I’ve gotten the distinct honor of being allowed to beat my head against SharePoint 2013 workflows. This is in part due to rebuilding or updating servers that we use in our Power User Fast Track course. I want to share my frustration with it by using the phrase “mittens for snakes”. This phrase was introduced to me about the same time I spent approximately 4 hours trying to figure out why a perfectly good installation of Workflow Manager was not working correctly. Let’s take a look…
(disclaimer: this article was written in a bit of frustration so take it with a grain of salt.)
SharePoint 2013 Workflows have made a departure from previous editions in that you now connect to a service that is intended to be offloaded. The main reason, I assume, is to support multiple SharePoint farms. This makes complete sense if you look at SharePoint 2013 design concepts as being motivated mostly by the impending great Office 365 push of 2013. For on premise? We’re getting mitten-y.
SharePoint 2013 will run 2010 workflows perfectly well. If you want the 2013 Workflows then you need to follow a process.
- Install User Profile Service and make sure that it is working properly to sync your users from Active Directory. If this step is not completed then even if you do everything else correctly, your users CANNOT run 2013 workflows. The 2013 workflows make sure a user running a workflow (or a user you are emailing) is in the User Profile Service.
- Install Workflow Manager 1.0. I highly recommend looking for and using Microsoft Web Platform Installer. This is a handy little tool with all kinds of goodies at your fingertips. The setup process is NOT intuitive. The first time I tried to install (2 years ago), the Microsoft documentation was a mess of hyperlinks and vague ordered steps. Save yourself and google a blog for this step.
- Connect SharePoint to the Workflow Manager. This step involves going back to your SharePoint farm and running Register-SPWorkflowFlowService in a SharePoint Management Console. I highly recommend here going to take a look at the URL for the workflow service to make sure that you can see the XML from the service. It should by default be something like “https://<servername>:12290”. Note the default port number and the HTTPS. IF you can see the XML, then try to register the workflow service.
- Tidy up and try it out. What is that supposed to mean?

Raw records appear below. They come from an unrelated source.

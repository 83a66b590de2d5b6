//! XMPP server implementation.
//!
//! The server listens on TCP port 5222 for client-to-server (C2S)
//! connections. Each accepted socket becomes a [`Connection`] task sharing
//! the sealed handler table, the resource registry and the worker pool.

use std::net::SocketAddr;
use std::path::{Path, PathBuf};
use std::sync::Arc;
use std::time::Duration;

use tokio::net::TcpListener;
use tokio::task::JoinSet;
use tokio_rustls::TlsAcceptor;
use tokio_util::sync::CancellationToken;
use tracing::{info, info_span, warn, Instrument};

use crate::connection::{Connection, ConnectionContext, ConnectionSettings};
use crate::dispatch::ServerShared;
use crate::entity::Entity;
use crate::ids::{IdGenerator, UuidGenerator};
use crate::negotiation::{register_core_handlers, Authenticator};
use crate::parser::ParserLimits;
use crate::pool::{WorkerPool, DEFAULT_WORKERS};
use crate::registry::{HandlerLookupBuilder, NamespaceDictionary, Phase, ResourceRegistry};
use crate::session::{SessionPolicy, TerminationListener};
use crate::types::TlsPolicy;
use crate::XmppError;

/// How often routes of vanished sessions are swept.
const ROUTE_SWEEP_INTERVAL: Duration = Duration::from_secs(60);

/// XMPP server configuration.
#[derive(Debug, Clone)]
pub struct XmppServerConfig {
    /// Address to bind for C2S connections (default: 0.0.0.0:5222)
    pub c2s_addr: SocketAddr,
    /// Server domain (e.g., "example.com")
    pub domain: String,
    /// TLS certificate path (PEM format)
    pub tls_cert_path: Option<PathBuf>,
    /// TLS private key path (PEM format)
    pub tls_key_path: Option<PathBuf>,
    /// Negotiation policy for every session
    pub session_policy: SessionPolicy,
    /// Parser limits for every stream
    pub parser_limits: ParserLimits,
    /// Dispatches and deferred tasks executing at once, across all sessions
    pub worker_threads: usize,
    /// Capacity of each session's routed-stanza queue
    pub session_queue_limit: usize,
    /// Deferred tasks in flight per session before reading pauses
    pub max_deferred_per_session: usize,
}

impl Default for XmppServerConfig {
    fn default() -> Self {
        let connection = ConnectionSettings::default();
        Self {
            c2s_addr: SocketAddr::from(([0, 0, 0, 0], 5222)),
            domain: "localhost".to_string(),
            tls_cert_path: None,
            tls_key_path: None,
            session_policy: SessionPolicy::default(),
            parser_limits: connection.parser_limits,
            worker_threads: DEFAULT_WORKERS,
            session_queue_limit: connection.session_queue_limit,
            max_deferred_per_session: connection.max_deferred_per_session,
        }
    }
}

impl XmppServerConfig {
    fn connection_settings(&self) -> ConnectionSettings {
        ConnectionSettings {
            parser_limits: self.parser_limits,
            session_queue_limit: self.session_queue_limit,
            max_deferred_per_session: self.max_deferred_per_session,
        }
    }
}

/// Assembles an [`XmppServer`]: authenticator, extension modules, listeners.
pub struct XmppServerBuilder {
    config: XmppServerConfig,
    authenticator: Option<Arc<dyn Authenticator>>,
    lookup: HandlerLookupBuilder,
    resources: Arc<ResourceRegistry>,
    ids: Arc<dyn IdGenerator>,
    listeners: Vec<Arc<dyn TerminationListener>>,
}

impl XmppServerBuilder {
    pub fn new(config: XmppServerConfig) -> Self {
        Self {
            config,
            authenticator: None,
            lookup: HandlerLookupBuilder::new(),
            resources: Arc::new(ResourceRegistry::new()),
            ids: Arc::new(UuidGenerator),
            listeners: Vec::new(),
        }
    }

    pub fn authenticator(mut self, authenticator: Arc<dyn Authenticator>) -> Self {
        self.authenticator = Some(authenticator);
        self
    }

    /// Attach an extension module's dictionary.
    pub fn module(mut self, phase: Phase, dictionary: NamespaceDictionary) -> Result<Self, XmppError> {
        self.lookup.add(phase, dictionary)?;
        Ok(self)
    }

    /// Attach a component's dictionary under `domain`.
    pub fn component(mut self, domain: &str, dictionary: NamespaceDictionary) -> Result<Self, XmppError> {
        self.lookup.add_component(domain, dictionary)?;
        Ok(self)
    }

    pub fn termination_listener(mut self, listener: Arc<dyn TerminationListener>) -> Self {
        self.listeners.push(listener);
        self
    }

    pub fn id_generator(mut self, ids: Arc<dyn IdGenerator>) -> Self {
        self.ids = ids;
        self
    }

    /// The registry modules use to deliver stanzas to bound sessions.
    pub fn resources(&self) -> Arc<ResourceRegistry> {
        Arc::clone(&self.resources)
    }

    /// Load TLS material, register the negotiation handlers and seal everything.
    pub fn build(self) -> Result<XmppServer, XmppError> {
        let mut config = self.config;
        let server = Entity::domain_only(&config.domain)
            .map_err(|e| XmppError::config(format!("invalid domain '{}': {}", config.domain, e)))?;

        let tls_acceptor = match (&config.tls_cert_path, &config.tls_key_path) {
            _ if config.session_policy.tls == TlsPolicy::Disabled => None,
            (Some(cert), Some(key)) => Some(load_tls_config(cert, key)?),
            _ if config.session_policy.tls == TlsPolicy::Required => {
                return Err(XmppError::config(
                    "TLS is required but no certificate and key are configured",
                ));
            }
            _ => {
                warn!("No TLS certificate configured, STARTTLS disabled");
                config.session_policy.tls = TlsPolicy::Disabled;
                None
            }
        };

        let authenticator = self
            .authenticator
            .ok_or_else(|| XmppError::config("no authenticator configured"))?;
        let mut lookup = self.lookup;
        register_core_handlers(
            &mut lookup,
            authenticator,
            Arc::clone(&self.resources),
            Arc::clone(&self.ids),
        )?;

        let shared = Arc::new(ServerShared {
            lookup: lookup.build(),
            server,
            policy: config.session_policy.clone(),
            resources: self.resources,
            ids: self.ids,
        });

        info!(
            domain = %config.domain,
            tls = ?config.session_policy.tls,
            workers = config.worker_threads,
            "XMPP server configured"
        );

        Ok(XmppServer {
            pool: WorkerPool::new(config.worker_threads),
            config,
            shared,
            tls_acceptor,
            listeners: self.listeners.into(),
            shutdown: CancellationToken::new(),
        })
    }
}

/// XMPP server instance.
pub struct XmppServer {
    config: XmppServerConfig,
    shared: Arc<ServerShared>,
    tls_acceptor: Option<TlsAcceptor>,
    pool: WorkerPool,
    listeners: Arc<[Arc<dyn TerminationListener>]>,
    shutdown: CancellationToken,
}

impl XmppServer {
    pub fn builder(config: XmppServerConfig) -> XmppServerBuilder {
        XmppServerBuilder::new(config)
    }

    /// Get the server configuration.
    pub fn config(&self) -> &XmppServerConfig {
        &self.config
    }

    /// Get the resource registry.
    pub fn resources(&self) -> &Arc<ResourceRegistry> {
        &self.shared.resources
    }

    /// Cancelling this token stops the server and ends every session with
    /// cause `administrative`.
    pub fn shutdown_token(&self) -> CancellationToken {
        self.shutdown.clone()
    }

    /// What a single connection needs, for driving one without a listener.
    pub fn connection_context(&self) -> ConnectionContext {
        ConnectionContext {
            shared: Arc::clone(&self.shared),
            settings: self.config.connection_settings(),
            tls: self.tls_acceptor.clone(),
            pool: self.pool.clone(),
            listeners: Arc::clone(&self.listeners),
            shutdown: self.shutdown.child_token(),
        }
    }

    /// Bind the configured address and serve until shutdown.
    pub async fn run(self) -> Result<(), XmppError> {
        let listener = TcpListener::bind(&self.config.c2s_addr).await?;
        self.serve(listener).await
    }

    /// Serve connections from `listener` until the shutdown token fires,
    /// then wait for every session to close.
    pub async fn serve(self, listener: TcpListener) -> Result<(), XmppError> {
        info!(addr = ?listener.local_addr().ok(), domain = %self.config.domain, "XMPP C2S server listening");

        let mut connections = JoinSet::new();
        let mut sweep = tokio::time::interval(ROUTE_SWEEP_INTERVAL);

        loop {
            tokio::select! {
                _ = self.shutdown.cancelled() => break,
                _ = sweep.tick() => {
                    self.shared.resources.cleanup_stale();
                }
                accepted = listener.accept() => {
                    let (stream, peer_addr) = match accepted {
                        Ok(conn) => conn,
                        Err(e) => {
                            warn!(error = %e, "Failed to accept C2S connection");
                            continue;
                        }
                    };
                    if let Err(e) = stream.set_nodelay(true) {
                        warn!(error = %e, "Failed to set TCP_NODELAY");
                    }

                    let connection = Connection::new(stream, self.connection_context());
                    let transport = connection.transport();
                    connections.spawn(
                        async move {
                            if let Err(e) = connection.run().await {
                                warn!(error = %e, "Connection error");
                            }
                        }
                        .instrument(info_span!(
                            "xmpp.connection.lifecycle",
                            client_ip = %peer_addr,
                            transport = %transport,
                        )),
                    );
                }
            }

            // Reap finished connections.
            while connections.try_join_next().is_some() {}
        }

        info!(active = connections.len(), "Shutting down, closing sessions");
        while connections.join_next().await.is_some() {}
        self.pool.close();
        info!("XMPP server stopped");
        Ok(())
    }
}

impl std::fmt::Debug for XmppServer {
    fn fmt(&self, f: &mut std::fmt::Formatter<'_>) -> std::fmt::Result {
        f.debug_struct("XmppServer")
            .field("config", &self.config)
            .field("tls", &self.tls_acceptor.is_some())
            .field("resources", &self.shared.resources)
            .finish()
    }
}

/// Load TLS configuration from certificate and key files.
fn load_tls_config(cert_path: &Path, key_path: &Path) -> Result<TlsAcceptor, XmppError> {
    use rustls_pemfile::{certs, private_key};
    use std::fs::File;
    use std::io::BufReader;
    use tokio_rustls::rustls::ServerConfig;

    let cert_file = File::open(cert_path).map_err(|e| {
        XmppError::config(format!("Failed to open cert file {}: {}", cert_path.display(), e))
    })?;
    let key_file = File::open(key_path).map_err(|e| {
        XmppError::config(format!("Failed to open key file {}: {}", key_path.display(), e))
    })?;

    let certs: Vec<_> = certs(&mut BufReader::new(cert_file))
        .filter_map(|r| r.ok())
        .collect();
    if certs.is_empty() {
        return Err(XmppError::config(format!(
            "No certificate found in {}",
            cert_path.display()
        )));
    }

    let key = private_key(&mut BufReader::new(key_file))
        .map_err(|e| XmppError::config(format!("Failed to read key file: {}", e)))?
        .ok_or_else(|| XmppError::config("No private key found"))?;

    let provider = Arc::new(rustls::crypto::ring::default_provider());
    let server_config = ServerConfig::builder_with_provider(provider)
        .with_safe_default_protocol_versions()?
        .with_no_client_auth()
        .with_single_cert(certs, key)
        .map_err(|e| XmppError::config(format!("TLS config error: {}", e)))?;

    info!(cert = %cert_path.display(), "TLS configured");
    Ok(TlsAcceptor::from(Arc::new(server_config)))
}
//! Common types for the XMPP server.

use serde::{Deserialize, Serialize};

/// Session state in the XMPP stream lifecycle.
#[derive(Debug, Clone, Copy, PartialEq, Eq, Hash)]
pub enum SessionState {
    /// Connection accepted, stream not yet authenticated
    Connected,
    /// STARTTLS accepted, waiting for the handshake to finish
    TlsNegotiating,
    /// Stream open, SASL negotiation allowed
    Authenticating,
    /// SASL succeeded, waiting for resource binding
    Authenticated,
    /// Resource bound, fully established session
    Bound,
    /// Session is shutting down
    Terminating,
    /// Session closed
    Closed,
}

impl SessionState {
    /// Whether the session has been torn down or is being torn down.
    pub fn is_terminal(&self) -> bool {
        matches!(self, Self::Terminating | Self::Closed)
    }

    /// Get the lowercase state name (used in log fields).
    pub fn as_str(&self) -> &'static str {
        match self {
            Self::Connected => "connected",
            Self::TlsNegotiating => "tls-negotiating",
            Self::Authenticating => "authenticating",
            Self::Authenticated => "authenticated",
            Self::Bound => "bound",
            Self::Terminating => "terminating",
            Self::Closed => "closed",
        }
    }
}

impl std::fmt::Display for SessionState {
    fn fmt(&self, f: &mut std::fmt::Formatter<'_>) -> std::fmt::Result {
        f.write_str(self.as_str())
    }
}

/// Why a session ended.
#[derive(Debug, Clone, Copy, PartialEq, Eq, Hash, Serialize, Deserialize)]
#[serde(rename_all = "kebab-case")]
pub enum TerminationCause {
    /// The peer closed the stream or the socket
    PeerInitiated,
    /// The server shut the session down (e.g. process shutdown)
    Administrative,
    /// Transport or syntax failure
    Error,
    /// A stanza arrived that is illegal in the current state
    PolicyViolation,
}

impl TerminationCause {
    /// Get the cause name (used in log fields and listeners).
    pub fn as_str(&self) -> &'static str {
        match self {
            Self::PeerInitiated => "peer-initiated",
            Self::Administrative => "administrative",
            Self::Error => "error",
            Self::PolicyViolation => "policy-violation",
        }
    }
}

impl std::fmt::Display for TerminationCause {
    fn fmt(&self, f: &mut std::fmt::Formatter<'_>) -> std::fmt::Result {
        f.write_str(self.as_str())
    }
}

/// Transport type for the connection.
#[derive(Debug, Clone, Copy, PartialEq, Eq, Serialize, Deserialize)]
pub enum Transport {
    /// Plain TCP (pre-STARTTLS)
    Tcp,
    /// TCP with TLS (post-STARTTLS)
    TcpTls,
}

impl std::fmt::Display for Transport {
    fn fmt(&self, f: &mut std::fmt::Formatter<'_>) -> std::fmt::Result {
        match self {
            Transport::Tcp => write!(f, "tcp"),
            Transport::TcpTls => write!(f, "tcp+tls"),
        }
    }
}

/// Whether STARTTLS is offered and whether it is mandatory.
#[derive(Debug, Clone, Copy, PartialEq, Eq, Default, Serialize, Deserialize)]
#[serde(rename_all = "lowercase")]
pub enum TlsPolicy {
    /// STARTTLS is never offered
    Disabled,
    /// STARTTLS is offered, plaintext authentication still allowed
    #[default]
    Optional,
    /// Authentication is only allowed after STARTTLS
    Required,
}

impl std::str::FromStr for TlsPolicy {
    type Err = crate::XmppError;

    fn from_str(s: &str) -> Result<Self, Self::Err> {
        match s.to_ascii_lowercase().as_str() {
            "disabled" | "off" => Ok(Self::Disabled),
            "optional" => Ok(Self::Optional),
            "required" => Ok(Self::Required),
            other => Err(crate::XmppError::config(format!(
                "unknown TLS policy: {}",
                other
            ))),
        }
    }
}

#[cfg(test)]
mod tests {
    use super::*;

    #[test]
    fn test_terminal_states() {
        assert!(SessionState::Terminating.is_terminal());
        assert!(SessionState::Closed.is_terminal());
        assert!(!SessionState::Bound.is_terminal());
    }

    #[test]
    fn test_tls_policy_from_str() {
        assert_eq!("Required".parse::<TlsPolicy>().unwrap(), TlsPolicy::Required);
        assert_eq!("off".parse::<TlsPolicy>().unwrap(), TlsPolicy::Disabled);
        assert!("maybe".parse::<TlsPolicy>().is_err());
    }
}
//! Error types for the XMPP server core.

use thiserror::Error;

/// XMPP server errors.
///
/// The first six variants are the protocol taxonomy: each one has a fixed
/// blast radius (connection, stanza, construction attempt or startup), see
/// [`XmppError::is_connection_fatal`].
#[derive(Debug, Error)]
pub enum XmppError {
    /// Malformed wire input. The parser is poisoned and the connection must go.
    #[error("XML syntax error: {0}")]
    XmlSyntax(String),

    /// Invalid address, localized to the offending stanza.
    #[error("Entity format error: {0}")]
    EntityFormat(String),

    /// Misuse of stanza construction, fatal only to that construction attempt.
    #[error("Builder state error: {0}")]
    BuilderState(String),

    /// Handler registration after seal or duplicate registration (startup-fatal).
    #[error("Registry state error: {0}")]
    RegistryState(String),

    /// Stanza illegal in the current session state.
    #[error("Protocol policy violation: {0}")]
    ProtocolPolicyViolation(String),

    /// Handler failed while processing a stanza.
    #[error("Handler processing error: {0}")]
    HandlerProcessing(String),

    /// IO error (network, file)
    #[error("IO error: {0}")]
    Io(#[from] std::io::Error),

    /// TLS error
    #[error("TLS error: {0}")]
    Tls(#[from] rustls::Error),

    /// Configuration error
    #[error("Configuration error: {0}")]
    Config(String),

    /// Internal server error
    #[error("Internal error: {0}")]
    Internal(String),

    /// Stanza error raised by a handler (for IQ error responses)
    #[error("Stanza error: {condition}")]
    Stanza {
        /// Error condition
        condition: StanzaErrorCondition,
        /// Error type
        error_type: StanzaErrorType,
        /// Optional text description
        text: Option<String>,
    },
}

impl XmppError {
    /// Create a new XML syntax error.
    pub fn xml_syntax(msg: impl Into<String>) -> Self {
        Self::XmlSyntax(msg.into())
    }

    /// Create a new entity format error.
    pub fn entity_format(msg: impl Into<String>) -> Self {
        Self::EntityFormat(msg.into())
    }

    /// Create a new builder state error.
    pub fn builder_state(msg: impl Into<String>) -> Self {
        Self::BuilderState(msg.into())
    }

    /// Create a new registry state error.
    pub fn registry_state(msg: impl Into<String>) -> Self {
        Self::RegistryState(msg.into())
    }

    /// Create a new protocol policy violation.
    pub fn policy_violation(msg: impl Into<String>) -> Self {
        Self::ProtocolPolicyViolation(msg.into())
    }

    /// Create a new handler processing error.
    pub fn handler(msg: impl Into<String>) -> Self {
        Self::HandlerProcessing(msg.into())
    }

    /// Create a new configuration error.
    pub fn config(msg: impl Into<String>) -> Self {
        Self::Config(msg.into())
    }

    /// Create a new internal error.
    pub fn internal(msg: impl Into<String>) -> Self {
        Self::Internal(msg.into())
    }

    /// Create a stanza error for 'bad-request'.
    pub fn bad_request(text: Option<String>) -> Self {
        Self::Stanza {
            condition: StanzaErrorCondition::BadRequest,
            error_type: StanzaErrorType::Modify,
            text,
        }
    }

    /// Create a stanza error for 'not-acceptable'.
    pub fn not_acceptable(text: Option<String>) -> Self {
        Self::Stanza {
            condition: StanzaErrorCondition::NotAcceptable,
            error_type: StanzaErrorType::Modify,
            text,
        }
    }

    /// Create a stanza error for 'forbidden'.
    pub fn forbidden(text: Option<String>) -> Self {
        Self::Stanza {
            condition: StanzaErrorCondition::Forbidden,
            error_type: StanzaErrorType::Auth,
            text,
        }
    }

    /// Create a stanza error for 'service-unavailable'.
    pub fn service_unavailable(text: Option<String>) -> Self {
        Self::Stanza {
            condition: StanzaErrorCondition::ServiceUnavailable,
            error_type: StanzaErrorType::Cancel,
            text,
        }
    }

    /// Whether this error must tear down the connection.
    ///
    /// Per-stanza errors (entity format, handler, stanza) are contained;
    /// everything touching the wire or the negotiation order is not.
    pub fn is_connection_fatal(&self) -> bool {
        matches!(
            self,
            Self::XmlSyntax(_)
                | Self::ProtocolPolicyViolation(_)
                | Self::Io(_)
                | Self::Tls(_)
                | Self::Internal(_)
        )
    }

    /// Map this error onto the stanza error reported to the sender.
    pub fn stanza_condition(&self) -> (StanzaErrorCondition, StanzaErrorType, Option<&str>) {
        match self {
            Self::Stanza {
                condition,
                error_type,
                text,
            } => (*condition, *error_type, text.as_deref()),
            Self::EntityFormat(_) => (
                StanzaErrorCondition::JidMalformed,
                StanzaErrorType::Modify,
                None,
            ),
            Self::BuilderState(_) | Self::HandlerProcessing(_) | Self::Internal(_) => (
                StanzaErrorCondition::InternalServerError,
                StanzaErrorType::Wait,
                None,
            ),
            _ => (
                StanzaErrorCondition::UndefinedCondition,
                StanzaErrorType::Cancel,
                None,
            ),
        }
    }
}

/// XMPP stanza error conditions (RFC 6120 Section 8.3.3).
#[derive(Debug, Clone, Copy, PartialEq, Eq)]
pub enum StanzaErrorCondition {
    /// Bad request (malformed XML, etc.)
    BadRequest,
    /// Conflict (e.g., resource already bound)
    Conflict,
    /// Feature not implemented
    FeatureNotImplemented,
    /// Forbidden (permission denied)
    Forbidden,
    /// Internal server error
    InternalServerError,
    /// Item not found
    ItemNotFound,
    /// JID malformed
    JidMalformed,
    /// Not acceptable
    NotAcceptable,
    /// Not allowed
    NotAllowed,
    /// Not authorized
    NotAuthorized,
    /// Policy violation
    PolicyViolation,
    /// Recipient unavailable
    RecipientUnavailable,
    /// Resource constraint
    ResourceConstraint,
    /// Service unavailable
    ServiceUnavailable,
    /// Undefined condition
    UndefinedCondition,
    /// Unexpected request
    UnexpectedRequest,
}

impl StanzaErrorCondition {
    /// Get the element name for this condition.
    pub fn as_str(&self) -> &'static str {
        match self {
            Self::BadRequest => "bad-request",
            Self::Conflict => "conflict",
            Self::FeatureNotImplemented => "feature-not-implemented",
            Self::Forbidden => "forbidden",
            Self::InternalServerError => "internal-server-error",
            Self::ItemNotFound => "item-not-found",
            Self::JidMalformed => "jid-malformed",
            Self::NotAcceptable => "not-acceptable",
            Self::NotAllowed => "not-allowed",
            Self::NotAuthorized => "not-authorized",
            Self::PolicyViolation => "policy-violation",
            Self::RecipientUnavailable => "recipient-unavailable",
            Self::ResourceConstraint => "resource-constraint",
            Self::ServiceUnavailable => "service-unavailable",
            Self::UndefinedCondition => "undefined-condition",
            Self::UnexpectedRequest => "unexpected-request",
        }
    }
}

impl std::fmt::Display for StanzaErrorCondition {
    fn fmt(&self, f: &mut std::fmt::Formatter<'_>) -> std::fmt::Result {
        write!(f, "{}", self.as_str())
    }
}

/// XMPP stanza error types (RFC 6120 Section 8.3.2).
#[derive(Debug, Clone, Copy, PartialEq, Eq)]
pub enum StanzaErrorType {
    /// Retry after providing credentials
    Auth,
    /// Do not retry (unrecoverable error)
    Cancel,
    /// Retry after changing the data sent
    Modify,
    /// Retry after waiting (temporary error)
    Wait,
}

impl StanzaErrorType {
    /// Get the type attribute value.
    pub fn as_str(&self) -> &'static str {
        match self {
            Self::Auth => "auth",
            Self::Cancel => "cancel",
            Self::Modify => "modify",
            Self::Wait => "wait",
        }
    }
}

impl std::fmt::Display for StanzaErrorType {
    fn fmt(&self, f: &mut std::fmt::Formatter<'_>) -> std::fmt::Result {
        write!(f, "{}", self.as_str())
    }
}

/// Stream error conditions (RFC 6120 Section 4.9.3) used by the core.
#[derive(Debug, Clone, Copy, PartialEq, Eq)]
pub enum StreamErrorCondition {
    /// Stream error: bad format
    BadFormat,
    /// Stream error: host unknown
    HostUnknown,
    /// Stream error: invalid namespace
    InvalidNamespace,
    /// Stream error: not authorized
    NotAuthorized,
    /// Stream error: not well-formed
    NotWellFormed,
    /// Stream error: policy violation
    PolicyViolation,
    /// Stream error: resource constraint
    ResourceConstraint,
    /// Stream error: restricted XML
    RestrictedXml,
    /// Stream error: system shutdown
    SystemShutdown,
    /// Stream error: internal server error
    InternalServerError,
    /// Stream error: unsupported stanza type
    UnsupportedStanzaType,
    /// Stream error: unsupported version
    UnsupportedVersion,
}

impl StreamErrorCondition {
    /// Get the element name for this condition.
    pub fn as_str(&self) -> &'static str {
        match self {
            Self::BadFormat => "bad-format",
            Self::HostUnknown => "host-unknown",
            Self::InvalidNamespace => "invalid-namespace",
            Self::NotAuthorized => "not-authorized",
            Self::NotWellFormed => "not-well-formed",
            Self::PolicyViolation => "policy-violation",
            Self::ResourceConstraint => "resource-constraint",
            Self::RestrictedXml => "restricted-xml",
            Self::SystemShutdown => "system-shutdown",
            Self::InternalServerError => "internal-server-error",
            Self::UnsupportedStanzaType => "unsupported-stanza-type",
            Self::UnsupportedVersion => "unsupported-version",
        }
    }
}

impl std::fmt::Display for StreamErrorCondition {
    fn fmt(&self, f: &mut std::fmt::Formatter<'_>) -> std::fmt::Result {
        write!(f, "{}", self.as_str())
    }
}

Step 4 is where the “magic” happens. IF by magic you mean frustration and mittens. I was reloading the workflow manager for the 4th time last Wednesday because I ran into problems. The first issue was that my User Profile Service was being uncooperative. We reset Student machines to checkpoints on a regular basis and I’m used to that. The secondary problem was that I could NOT get my custom SharePoint Designer Workflow to run. I kept having my workflow canceled with the error Exception details: System.ApplicationException: HTTP 401 {“error_description”:”Invalid JWT token. Could not resolve issuer token.”}
Thank the maker that I ran across this particular TechNet discussion. In this discussion some admins discovered that to get your Workflow Manager connection working correctly immediately, you HAVE TO RUN A TIMER JOB ON TOP OF STEPS 1-3 ABOVE. That timer job is Refresh Trusted Security Token Services Metadata feed. This timer job is set to run daily. So if you install Workflow Manager at the wrong time, Surprise! It won’t work until this timer job comes around to let you run workflows: potentially 24 hours later.
I’m sure there is some reason for this just as I’m sure there is someone out there that can justify making fuzzy hand wear for snakes. Still, this seems fairly unnecessary or should be triggered by the installation process some how. A cursory glance through the Troubleshooting documentation for workflow manager 1.0 doesn’t reveal any mention of this. I’m sure there are a lot of things that happen in the background that I’m not aware of, but I’ve seen that particular error message so many times and reloaded so many times that I come near to rage that it’s all because some timer job wasn’t triggering. Even worse could be that it is simply supposed to take so long to run by design. If that’s the case then waiting 24 hours to be able to use your Workflow Manager is a horrible design decision that should at least be documented somewhere.
All in all, I’m left looking at a Service that doesn’t do what I want half the time and doesn’t install correctly the other half. While I understand that mittens are the greatest thing when climbing a mountain or working in arctic conditions, apparently I’m a snake.